I reopen this bug, because I can reproduce it at libvirt-1.1.3.4 release branch without any other patches. I got the tarball by using `wget http://libvirt.org/sources/stable_updates/libvirt-1.1.3.4.tar.gz`, then I configure and make/ make install it, this bug also can be reproduced after I following the reproduce steps in comment #1.
This bug also exists in 1.2.2 and master branch.
I can reproduce it at v1.2.1-maint but cann't reproduce it at v1.2.1,so I believe this bug is imported by the maintains patches after v1.2.1 release.
(In reply to Wangpan from comment #6) > I can reproduce it at v1.2.1-maint but cann't reproduce it at v1.2.1,so I > believe this bug is imported by the maintains patches after v1.2.1 release. Can you run 'git bisect' to determine exactly which commit introduces the problem?

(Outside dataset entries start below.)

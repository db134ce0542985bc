// src/model/report.rs
use chrono::{DateTime, Utc};
use serde::{Deserialize, Serialize};
use uuid::Uuid;

use super::chart::{ChartConfig, ChartError};
use super::column::ColumnRef;
use super::filter::Filter;

/// Identifier of a persisted report.
pub type ReportId = Uuid;

/// Reasons a report definition cannot be saved or run.
#[derive(Debug, Clone, PartialEq, Eq, thiserror::Error)]
pub enum ReportError {
    #[error("report name is required")]
    MissingName,

    #[error("report base entity is required")]
    MissingBaseEntity,

    #[error("report must select at least one column")]
    NoColumns,

    #[error("invalid chart configuration: {0}")]
    Chart(#[from] ChartError),
}

/// A saved ad-hoc report.
#[derive(Debug, Clone, PartialEq, Serialize, Deserialize)]
pub struct ReportDefinition {
    /// `None` until the report is first saved.
    #[serde(default)]
    pub id: Option<ReportId>,
    pub name: String,
    #[serde(default)]
    pub description: Option<String>,
    pub base_entity: String,
    pub selected_columns: Vec<ColumnRef>,
    #[serde(default)]
    pub filters: Vec<Filter>,
    #[serde(default)]
    pub chart: ChartConfig,
    #[serde(default)]
    pub is_public: bool,
    pub owner_id: String,
    #[serde(default = "Utc::now")]
    pub created_at: DateTime<Utc>,
}

impl ReportDefinition {
    /// Start an empty, unsaved definition owned by `owner_id`.
    pub fn new(
        name: impl Into<String>,
        base_entity: impl Into<String>,
        owner_id: impl Into<String>,
    ) -> Self {
        Self {
            id: None,
            name: name.into(),
            description: None,
            base_entity: base_entity.into(),
            selected_columns: Vec::new(),
            filters: Vec::new(),
            chart: ChartConfig::default(),
            is_public: false,
            owner_id: owner_id.into(),
            created_at: Utc::now(),
        }
    }

    pub fn with_columns(mut self, columns: Vec<ColumnRef>) -> Self {
        self.selected_columns = columns;
        self
    }

    pub fn with_filters(mut self, filters: Vec<Filter>) -> Self {
        self.filters = filters;
        self
    }

    pub fn with_chart(mut self, chart: ChartConfig) -> Self {
        self.chart = chart;
        self
    }

    pub fn public(mut self, is_public: bool) -> Self {
        self.is_public = is_public;
        self
    }

    /// Module key used by the permission collaborator and the legacy
    /// `module` column. Always the base entity.
    pub fn module_key(&self) -> &str {
        &self.base_entity
    }

    /// Check the minimum a report needs before it can be persisted.
    pub fn validate(&self) -> Result<(), ReportError> {
        if self.name.trim().is_empty() {
            return Err(ReportError::MissingName);
        }
        if self.base_entity.trim().is_empty() {
            return Err(ReportError::MissingBaseEntity);
        }
        if self.selected_columns.is_empty() {
            return Err(ReportError::NoColumns);
        }
        self.chart.validate()?;
        Ok(())
    }

    /// Columns the engine must fetch: the selected ones plus whatever the
    /// chart groups or aggregates on, without duplicates.
    pub fn fetch_columns(&self) -> Vec<ColumnRef> {
        let mut columns = self.selected_columns.clone();
        for extra in self.chart.referenced_columns() {
            if !columns.contains(extra) {
                columns.push(extra.clone());
            }
        }
        columns
    }

    /// Can `viewer` read this report without an explicit grant?
    pub fn is_visible_to(&self, viewer: &str) -> bool {
        self.is_public || self.owner_id == viewer
    }
}
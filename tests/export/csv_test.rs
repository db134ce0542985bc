#[path = "../common/mod.rs"]
mod common;

use dossier::export::{to_csv, to_csv_columns, CsvExport, CSV_MIME_TYPE};
use dossier::model::ColumnRef;
use serde_json::json;

use common::{case_rows, rows};

#[test]
fn test_nulls_are_empty_cells() {
    let data = rows(json!([{"a": 1, "b": null}]));
    assert_eq!(to_csv(&data, &["a", "b"]), "a,b\n1,\n");
}

#[test]
fn test_empty_result_is_header_only() {
    assert_eq!(to_csv(&[], &["a", "b"]), "a,b\n");
}

#[test]
fn test_commas_become_semicolons() {
    let data = rows(json!([{"title": "Permit, renewal", "note": "a,b,c"}]));
    assert_eq!(to_csv(&data, &["title", "note"]), "title,note\nPermit; renewal,a;b;c\n");
}

#[test]
fn test_nested_values_are_json() {
    let data = rows(json!([{"id": 1, "tags": ["x", "y"], "meta": {"k": true}}]));
    assert_eq!(
        to_csv(&data, &["id", "tags", "meta"]),
        "id,tags,meta\n1,[\"x\";\"y\"],{\"k\":true}\n"
    );
}

#[test]
fn test_column_order_follows_selection() {
    let data = case_rows();
    let columns = [ColumnRef::base("status"), ColumnRef::base("title"), ColumnRef::base("is_urgent")];
    let csv = to_csv_columns(&data, &columns);
    let lines: Vec<&str> = csv.lines().collect();
    assert_eq!(
        lines,
        vec![
            "status,title,is_urgent",
            "open,Noise complaint,true",
            "open,Pothole,false",
            "closed,Permit; renewal,",
            "open,Streetlight out,false",
        ]
    );
    assert!(csv.ends_with('\n'));
}

#[test]
fn test_missing_keys_are_empty_cells() {
    let data = rows(json!([{"title": "A"}]));
    let columns = [ColumnRef::base("title"), ColumnRef::related("users", "name")];
    assert_eq!(to_csv_columns(&data, &columns), "title,users.name\nA,\n");
}

#[test]
fn test_export_file() {
    let data = rows(json!([{"title": "A"}]));
    let export = CsvExport::for_report(Some("Open cases"), &data, &[ColumnRef::base("title")]);
    assert_eq!(export.filename, "Open cases.csv");
    assert_eq!(export.mime_type, CSV_MIME_TYPE);
    assert_eq!(export.mime_type, "text/csv;charset=utf-8");
    assert_eq!(export.body, "title\nA\n");
}
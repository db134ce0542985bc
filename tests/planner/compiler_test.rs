#[path = "../common/mod.rs"]
mod common;

use dossier::model::{
    Aggregation, ChartConfig, ChartError, ChartType, ColumnRef, Filter, FilterOperator,
    FilterValue, ReportDefinition, TriState,
};
use dossier::planner::{
    CompileError, JoinError, JoinType, Predicate, QueryCompiler, TableColumn, DEFAULT_ROW_LIMIT,
};
use dossier::schema::SchemaError;

use common::case_registry;

fn cols(names: &[&str]) -> Vec<ColumnRef> {
    names.iter().map(|n| ColumnRef::parse(n).unwrap()).collect()
}

#[test]
fn test_open_cases_with_assignee() {
    let registry = case_registry();
    let plan = QueryCompiler::new(&registry)
        .compile_rows(
            "cases",
            &cols(&["title", "users.name"]),
            &[Filter::eq(ColumnRef::base("status"), "open")],
        )
        .unwrap();

    assert_eq!(plan.base_entity, "cases");
    assert_eq!(plan.joins.len(), 1);
    assert_eq!(plan.joins[0].entity, "users");
    assert_eq!(plan.joins[0].join_type, JoinType::Left);
    assert_eq!(plan.joins[0].left, TableColumn::new("cases", "assigned_to"));
    assert_eq!(plan.joins[0].right, TableColumn::new("users", "id"));

    let sources: Vec<&TableColumn> = plan.projections.iter().map(|p| &p.source).collect();
    assert_eq!(
        sources,
        vec![
            &TableColumn::new("cases", "title"),
            &TableColumn::new("users", "name")
        ]
    );
    assert_eq!(plan.output_columns(), vec!["title", "users.name"]);

    assert_eq!(
        plan.predicates,
        vec![Predicate::Eq {
            column: TableColumn::new("cases", "status"),
            value: FilterValue::text("open"),
        }]
    );
    assert_eq!(plan.limit, DEFAULT_ROW_LIMIT);
    assert_eq!(plan.limit, 50);
}

#[test]
fn test_compilation_is_deterministic() {
    let registry = case_registry();
    let compiler = QueryCompiler::new(&registry);
    let columns = cols(&["citizens.full_name", "title", "users.email"]);
    let filters = [Filter::new(
        ColumnRef::related("users", "name"),
        FilterOperator::Ilike,
        "%an%",
    )];

    let first = compiler.compile_rows("cases", &columns, &filters).unwrap();
    let second = compiler.compile_rows("cases", &columns, &filters).unwrap();
    assert_eq!(first, second);
}

#[test]
fn test_filter_on_related_entity_adds_join() {
    let registry = case_registry();
    let plan = QueryCompiler::new(&registry)
        .compile_rows(
            "cases",
            &cols(&["title"]),
            &[Filter::new(
                ColumnRef::related("citizens", "full_name"),
                FilterOperator::Like,
                "C%",
            )],
        )
        .unwrap();

    assert!(plan.join_for("citizens").is_some());
    assert_eq!(plan.output_columns(), vec!["title"]);
    assert_eq!(
        plan.predicates[0],
        Predicate::Like {
            column: TableColumn::new("citizens", "full_name"),
            pattern: "C%".into(),
        }
    );
}

#[test]
fn test_every_operator_has_a_predicate() {
    let registry = case_registry();
    let compiler = QueryCompiler::new(&registry);
    for op in FilterOperator::ALL {
        let value = match op {
            FilterOperator::Is => FilterValue::Bool(true),
            FilterOperator::Like | FilterOperator::Ilike => FilterValue::text("%x%"),
            _ => FilterValue::Number(3.0),
        };
        let plan = compiler
            .compile_rows(
                "cases",
                &cols(&["title"]),
                &[Filter::new(ColumnRef::base("amount"), op, value)],
            )
            .unwrap();
        assert_eq!(plan.predicates[0].operator(), op);
    }
}

#[test]
fn test_is_predicates() {
    let registry = case_registry();
    let plan = QueryCompiler::new(&registry)
        .compile_rows(
            "cases",
            &cols(&["title"]),
            &[
                Filter::new(ColumnRef::base("closed_at"), FilterOperator::Is, FilterValue::Null),
                Filter::new(ColumnRef::base("is_urgent"), FilterOperator::Is, "false"),
            ],
        )
        .unwrap();
    assert_eq!(
        plan.predicates,
        vec![
            Predicate::Is {
                column: TableColumn::new("cases", "closed_at"),
                value: TriState::Null
            },
            Predicate::Is {
                column: TableColumn::new("cases", "is_urgent"),
                value: TriState::False
            },
        ]
    );
}

#[test]
fn test_null_comparison_must_use_is() {
    let registry = case_registry();
    let err = QueryCompiler::new(&registry)
        .compile_rows(
            "cases",
            &cols(&["title"]),
            &[Filter::eq(ColumnRef::base("closed_at"), FilterValue::Null)],
        )
        .unwrap_err();
    assert!(matches!(
        err,
        CompileError::InvalidFilter { ref field, operator: FilterOperator::Eq, .. } if field == "closed_at"
    ));
    assert_eq!(err.user_message(), "invalid report configuration");
}

#[test]
fn test_like_needs_text_pattern() {
    let registry = case_registry();
    let err = QueryCompiler::new(&registry)
        .compile_rows(
            "cases",
            &cols(&["title"]),
            &[Filter::new(ColumnRef::base("title"), FilterOperator::Like, 12i64)],
        )
        .unwrap_err();
    assert!(matches!(err, CompileError::InvalidFilter { .. }));
}

#[test]
fn test_empty_column_list() {
    let registry = case_registry();
    let err = QueryCompiler::new(&registry)
        .compile_rows("cases", &[], &[])
        .unwrap_err();
    assert_eq!(err, CompileError::NoColumns);
}

#[test]
fn test_unknown_fields_and_entities() {
    let registry = case_registry();
    let compiler = QueryCompiler::new(&registry);

    assert_eq!(
        compiler.compile_rows("cases", &cols(&["users.salary"]), &[]).unwrap_err(),
        CompileError::Schema(SchemaError::UnknownField {
            entity: "users".into(),
            field: "salary".into()
        })
    );
    assert_eq!(
        compiler.compile_rows("invoices", &cols(&["id"]), &[]).unwrap_err(),
        CompileError::Schema(SchemaError::UnknownEntity("invoices".into()))
    );
    assert_eq!(
        compiler
            .compile_rows(
                "cases",
                &cols(&["title"]),
                &[Filter::eq(ColumnRef::base("colour"), "red")]
            )
            .unwrap_err(),
        CompileError::Schema(SchemaError::UnknownField {
            entity: "cases".into(),
            field: "colour".into()
        })
    );
}

#[test]
fn test_two_hop_reference_fails_to_compile() {
    let registry = case_registry();
    let err = QueryCompiler::new(&registry)
        .compile_rows("tasks", &cols(&["title", "users.name"]), &[])
        .unwrap_err();
    assert!(matches!(
        err,
        CompileError::Join(JoinError::NoDirectRelationship { .. })
    ));
}

#[test]
fn test_report_fetches_chart_fields() {
    let registry = case_registry();
    let report = ReportDefinition::new("Amount by priority", "cases", "u1")
        .with_columns(cols(&["title"]))
        .with_chart(
            ChartConfig::chart(ChartType::Bar)
                .with_aggregation(Aggregation::Sum)
                .with_group_by(ColumnRef::base("priority"))
                .with_value_field(ColumnRef::base("amount")),
        );

    let plan = QueryCompiler::new(&registry).compile_report(&report).unwrap();
    assert_eq!(plan.output_columns(), vec!["title", "priority", "amount"]);
}

#[test]
fn test_report_with_invalid_chart() {
    let registry = case_registry();
    let report = ReportDefinition::new("Broken", "cases", "u1")
        .with_columns(cols(&["title"]))
        .with_chart(
            ChartConfig::chart(ChartType::Line)
                .with_aggregation(Aggregation::Max)
                .with_group_by(ColumnRef::base("created_at")),
        );
    assert_eq!(
        QueryCompiler::new(&registry).compile_report(&report).unwrap_err(),
        CompileError::Chart(ChartError::MissingValueField(Aggregation::Max))
    );
}

#[test]
fn test_row_limit_is_fixed_per_compiler() {
    let registry = case_registry();
    let plan = QueryCompiler::new(&registry)
        .with_row_limit(10)
        .compile_rows("cases", &cols(&["title"]), &[])
        .unwrap();
    assert_eq!(plan.limit, 10);
}
//! Report → query plan compilation.

use crate::model::{
    Aggregation, ColumnRef, Filter, FilterOperator, FilterValue, ReportDefinition,
};
use crate::planner::join_builder::JoinBuilder;
use crate::planner::plan::{
    MetricField, Predicate, Projection, QueryPlan, ScalarQueryPlan, TableColumn,
};
use crate::planner::{CompileError, CompileResult};
use crate::schema::SchemaRegistry;

/// Row cap applied to every row query.
///
/// Previews are bounded so a careless report cannot pull a whole table. The
/// cap is a fixed product decision: callers cannot raise it per query. It is
/// only configurable when the compiler is constructed.
pub const DEFAULT_ROW_LIMIT: u64 = 50;

/// Compiles report configuration into executable plans.
///
/// Compilation is pure: the same registry snapshot and inputs always yield
/// the same plan.
pub struct QueryCompiler<'a> {
    registry: &'a SchemaRegistry,
    row_limit: u64,
}

impl<'a> QueryCompiler<'a> {
    pub fn new(registry: &'a SchemaRegistry) -> Self {
        Self {
            registry,
            row_limit: DEFAULT_ROW_LIMIT,
        }
    }

    /// Use a deployment-wide row cap instead of [`DEFAULT_ROW_LIMIT`].
    pub fn with_row_limit(mut self, row_limit: u64) -> Self {
        self.row_limit = row_limit.max(1);
        self
    }

    pub fn row_limit(&self) -> u64 {
        self.row_limit
    }

    pub fn registry(&self) -> &'a SchemaRegistry {
        self.registry
    }

    /// Compile a row query projecting exactly `columns`, in order.
    pub fn compile_rows(
        &self,
        base: &str,
        columns: &[ColumnRef],
        filters: &[Filter],
    ) -> CompileResult<QueryPlan> {
        if columns.is_empty() {
            return Err(CompileError::NoColumns);
        }

        let references = columns.iter().chain(filters.iter().map(|f| &f.field));
        let joins = JoinBuilder::new(self.registry).build_joins(base, references)?;

        let projections = columns
            .iter()
            .map(|c| {
                Ok(Projection {
                    source: self.resolve(base, c)?,
                    output_name: c.qualified_name(),
                })
            })
            .collect::<CompileResult<Vec<_>>>()?;

        let predicates = filters
            .iter()
            .map(|f| self.translate_filter(base, f))
            .collect::<CompileResult<Vec<_>>>()?;

        tracing::debug!(
            base,
            columns = projections.len(),
            joins = joins.len(),
            predicates = predicates.len(),
            "compiled row query"
        );

        Ok(QueryPlan {
            base_entity: base.to_string(),
            projections,
            joins,
            predicates,
            limit: self.row_limit,
        })
    }

    /// Compile the row query behind a saved report.
    ///
    /// Chart group and value fields are fetched alongside the selected
    /// columns so the result can be grouped client-side.
    pub fn compile_report(&self, report: &ReportDefinition) -> CompileResult<QueryPlan> {
        report.chart.validate()?;
        self.compile_rows(&report.base_entity, &report.fetch_columns(), &report.filters)
    }

    /// Compile a single-value aggregate over one field of one entity.
    ///
    /// `*` is only accepted for `count`; the check happens here rather than
    /// at execution time.
    pub fn compile_metric(
        &self,
        entity: &str,
        field: &str,
        aggregation: Aggregation,
    ) -> CompileResult<ScalarQueryPlan> {
        let field = field.trim();
        let field = if field == "*" {
            if aggregation != Aggregation::Count {
                return Err(CompileError::WildcardAggregation(aggregation));
            }
            MetricField::All
        } else {
            match ColumnRef::parse(field)? {
                ColumnRef::Base(f) => MetricField::Column(f),
                ColumnRef::Related { .. } => {
                    return Err(CompileError::QualifiedMetricField(field.to_string()))
                }
            }
        };

        match &field {
            MetricField::All => {
                self.registry.get_entity(entity)?;
            }
            MetricField::Column(c) => self.registry.require_field(entity, c)?,
        }

        Ok(ScalarQueryPlan {
            entity: entity.to_string(),
            field,
            aggregation,
        })
    }

    /// Table alias and column a reference reads from.
    fn resolve(&self, base: &str, column: &ColumnRef) -> CompileResult<TableColumn> {
        let table = column.related_entity().unwrap_or(base);
        self.registry.require_field(table, column.field())?;
        Ok(TableColumn::new(table, column.field()))
    }

    fn translate_filter(&self, base: &str, filter: &Filter) -> CompileResult<Predicate> {
        let column = self.resolve(base, &filter.field)?;
        let invalid = |reason: &str| CompileError::InvalidFilter {
            field: filter.field.to_string(),
            operator: filter.operator,
            reason: reason.to_string(),
        };

        let value = filter.value.clone();
        let comparison = matches!(
            filter.operator,
            FilterOperator::Eq
                | FilterOperator::Neq
                | FilterOperator::Gt
                | FilterOperator::Gte
                | FilterOperator::Lt
                | FilterOperator::Lte
        );
        if comparison && value.is_null() {
            return Err(invalid("null can only be tested with 'is'"));
        }

        let predicate = match filter.operator {
            FilterOperator::Eq => Predicate::Eq { column, value },
            FilterOperator::Neq => Predicate::Neq { column, value },
            FilterOperator::Gt => Predicate::Gt { column, value },
            FilterOperator::Gte => Predicate::Gte { column, value },
            FilterOperator::Lt => Predicate::Lt { column, value },
            FilterOperator::Lte => Predicate::Lte { column, value },
            FilterOperator::Like | FilterOperator::Ilike => {
                let pattern = match value {
                    FilterValue::Text(p) => p,
                    _ => return Err(invalid("pattern must be text")),
                };
                if filter.operator == FilterOperator::Like {
                    Predicate::Like { column, pattern }
                } else {
                    Predicate::Ilike { column, pattern }
                }
            }
            FilterOperator::Is => {
                let value = value
                    .as_tri_state()
                    .ok_or_else(|| invalid("'is' accepts only true, false or null"))?;
                Predicate::Is { column, value }
            }
        };

        Ok(predicate)
    }
}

hzwangpan@10-120-120-22:~/libvirt$ git bisect good c5d10b7a3d685712e17166a9b181e4d02dd7e6c9 is the first bad commit commit c5d10b7a3d685712e17166a9b181e4d02dd7e6c9 Author: Daniel P. Berrange <berrange> Date: Wed Jan 22 17:28:29 2014 +0000 Push nwfilter update locking up to top level The NWFilter code has as a deadlock race condition between the virNWFilter{Define,Undefine} APIs and starting of guest VMs due to mis-matched lock ordering. In the virNWFilter{Define,Undefine} codepaths the lock ordering is 1. nwfilter driver lock 2. virt driver lock 3. nwfilter update lock 4. domain object lock In the VM guest startup paths the lock ordering is 1. virt driver lock 2. domain object lock 3. nwfilter update lock As can be seen the domain object and nwfilter update locks are not acquired in a consistent order. The fix used is to push the nwfilter update lock upto the top level resulting in a lock ordering for virNWFilter{Define,Undefine} of 1. nwfilter driver lock 2. nwfilter update lock 3. virt driver lock 4. domain object lock and VM start using 1. nwfilter update lock 2. virt driver lock 3. domain object lock This has the effect of serializing VM startup once again, even if no nwfilters are applied to the guest. There is also the possibility of deadlock due to a call graph loop via virNWFilterInstantiate and virNWFilterInstantiateFilterLate. These two problems mean the lock must be turned into a read/write lock instead of a plain mutex at the same time. The lock is used to serialize changes to the "driver->nwfilters" hash, so the write lock only needs to be held by the define/undefine methods. All other methods can rely on a read lock which allows good concurrency. Signed-off-by: Daniel P. Berrange <berrange> (cherry picked from commit 6e5c79a1b5a8b3a23e7df7ffe58fb272aa17fbfb) :040000 040000 db2b2e3e98781b3e17deb2b0e129a63eb5f44f3f 70472daff126b86aab41544df7488d09001cc10b M src
If you are getting a hang, then please provide a stack trace of libvirtd using 'thread apply all bt' and attach to this bug
Created attachment 871847 [details] The full stack trace by (thread apply all bt) Please see the attachment file 'Threads_bt.txt'
Ah ha, so we have one thread doing autostart of VMs and a bunch of other threads which are reconnecting to existing running VMs. These are deadlocking with each other for some reason. This looks like a genuine bug.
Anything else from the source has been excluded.